Why are There Three Different Birthstones for June?
Sol / Adobe Stock

Why are There Three Different Birthstones for June?

Why Are There Three Different Birthstones for June?

Happy birthday, June babies! This time of year is associated with the beginning of summer in the northern hemisphere and lends itself to a certain excitement. It’s also traditionally the height of wedding season, which makes it a profitable time for jewelers to sell romantic pieces.

If your birthday falls within the sixth month of the year, you’re either a Gemini (May 21 — June 21) or a Cancer (June 22 — July 22), but the birthstones for the month of June are a bit more complicated. There are three official birthstones, so if you’re picky about your jewelry, you have plenty of choice—but it wasn’t always this way, and the origin story of each individual gemstone is unique.

Pearl

The oldest and most traditional birthstone is the pearl. If you played in your grandmother’s jewelry box growing up, this should come as no surprise—the elegant, dewdrop-shaped gemstone has heavy associations with Old Hollywood and the flapper culture of the 1920s, when women regularly adorned themselves with strings of pearls and wore them as earrings and brooches.

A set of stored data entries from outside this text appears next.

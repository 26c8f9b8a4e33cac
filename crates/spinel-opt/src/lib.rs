//! Optimization passes for Spinel shaders.
//!
//! Provides a [`Pass`] trait, a [`PassManager`] that iterates a pass list to
//! a fixed point, the instruction-walking runner every lowering pass is built
//! on, and the standard simplification passes.

mod algebraic;
mod const_fold;
mod copy_prop;
mod cse;
mod dce;
mod dead_cf;
mod dead_vars;
mod licm;
mod phi;
mod runner;
mod validation;

pub use algebraic::AlgebraicSimplification;
pub use const_fold::ConstantFolding;
pub use copy_prop::CopyPropagation;
pub use cse::CommonSubexprElimination;
pub use dce::DeadCodeElimination;
pub use dead_cf::DeadControlFlow;
pub use dead_vars::{RemoveDeadVariables, remove_dead_variables};
pub use licm::LoopInvariantHoisting;
pub use phi::RedundantPhiRemoval;
pub use runner::{InstrCtx, run_function_pass, run_intrinsics_pass, run_pass};
pub use validation::IrValidation;

use std::fmt::Debug;

use spinel_ir::Shader;

/// A transformation over a whole shader.
///
/// Every pass must preserve SSA validity and must not grow the program in a
/// way an earlier pass in the same list could undo, or the driver would cycle.
pub trait Pass: Debug {
    /// Human-readable name of the pass.
    fn name(&self) -> &str;

    /// Runs the pass. Returns `true` if anything was modified.
    fn run(&self, shader: &mut Shader) -> bool;
}

/// Optimization level.
#[derive(Clone, Copy, Debug, Default, PartialEq, Eq)]
pub enum OptLevel {
    /// No optimizations.
    O0,
    /// The standard simplification loop.
    #[default]
    O1,
    /// Same as O1 followed by a validation sweep.
    O2,
}

/// Maximum number of rounds before the driver gives up on reaching a fixed point.
const MAX_ITERATIONS: usize = 32;

/// Runs passes in sequence until a whole round makes no progress.
#[derive(Debug)]
pub struct PassManager {
    passes: Vec<Box<dyn Pass>>,
}

impl Default for PassManager {
    fn default() -> Self {
        Self::new()
    }
}

impl PassManager {
    /// Creates an empty pass manager with no passes.
    pub fn new() -> Self {
        Self { passes: Vec::new() }
    }

    /// Creates a pass manager with the passes of the given level.
    pub fn for_level(level: OptLevel) -> Self {
        let mut pm = Self::new();
        match level {
            OptLevel::O0 => {}
            OptLevel::O1 | OptLevel::O2 => {
                pm.add_pass(Box::new(CopyPropagation));
                pm.add_pass(Box::new(ConstantFolding));
                pm.add_pass(Box::new(AlgebraicSimplification));
                pm.add_pass(Box::new(CommonSubexprElimination));
                pm.add_pass(Box::new(RedundantPhiRemoval));
                pm.add_pass(Box::new(DeadControlFlow));
                pm.add_pass(Box::new(LoopInvariantHoisting));
                pm.add_pass(Box::new(DeadCodeElimination));
                if level == OptLevel::O2 {
                    pm.add_pass(Box::new(IrValidation));
                }
            }
        }
        pm
    }

    /// Adds a pass to the end of the list.
    pub fn add_pass(&mut self, pass: Box<dyn Pass>) {
        self.passes.push(pass);
    }

    /// Names of the scheduled passes, in order.
    pub fn pass_names(&self) -> Vec<&str> {
        self.passes.iter().map(|p| p.name()).collect()
    }

    /// Runs all passes until a fixed point is reached or the iteration limit.
    ///
    /// Returns `true` if any pass changed the shader.
    pub fn run(&self, shader: &mut Shader) -> bool {
        let mut any = false;
        for round in 0..MAX_ITERATIONS {
            let mut changed = false;
            for pass in &self.passes {
                if pass.run(shader) {
                    log::debug!("round {round}: {} made progress", pass.name());
                    changed = true;
                }
            }
            if !changed {
                return any;
            }
            any = true;
        }
        log::warn!(
            "optimization did not reach a fixed point after {MAX_ITERATIONS} rounds ({} instructions left)",
            shader.instr_count()
        );
        any
    }
}

/// Runs the O1 pass list on a shader. Returns `true` if anything changed.
pub fn optimize(shader: &mut Shader) -> bool {
    PassManager::for_level(OptLevel::O1).run(shader)
}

It may have solidified itself as a status symbol during America’s most prosperous years, but the pearl has a much older history. It had long been regarded as a symbol of everything Venusian (romance, love, purity, and aesthetics), in both Greco-Roman and Middle Eastern societies. In 1912, when the American National Association of Jewelers gathered to assign each birthstone for marketing purposes, the pearl seemed an obvious choice for June, one of the most popular months for marriage.

Moonstone

Meanwhile, marketing experts understood that trends were changing and that some people were looking ahead to the future. They were correct to assume this, as the Roaring Twenties ushered in a huge new wave of experimental fashion and the loosening of social restrictions, both of which were catalysts for the popularity of the moonstone, a tantalizing and mysterious alternative to the pearl.

Today it’s still a favorite of witchy and mystical types. The moonstone is a curious little gemstone that resembles the pearl in a lot of ways but with a more ethereal appearance. The original translucent, milky blueish moonstone is sourced from Sri Lanka, and other deposits can be found in Myanmar and India. For Americans it still remains a bit of an exotic rarity, and the classic blue sheen is highly coveted.

Alexandrite

Like something out of a fantasy novel, alexandrite looks green when sunlight hits it but takes on a reddish hue in the dark. This amazing color-changing phenomenon is part of the reason why it’s so highly coveted, and why gemologists around the world refer to the ultra-rare alexandrite as “emerald by day, ruby by night.”

It was first discovered in Russia in the 1930s, and though the original deposits in the Russian Ural Mountain Range are long gone, natural alexandrite can still be sourced in Brazil, Sri Lanka, and the East African countries of Tanzania and Zimbabwe. It’s pretty rare, and authentic Russian stones are difficult to find anywhere but the estate market. It was adopted as an official June birthstone in 1952, since people born in this month were regarded as especially dynamic and adaptable. This is certainly true of the Gemini nature.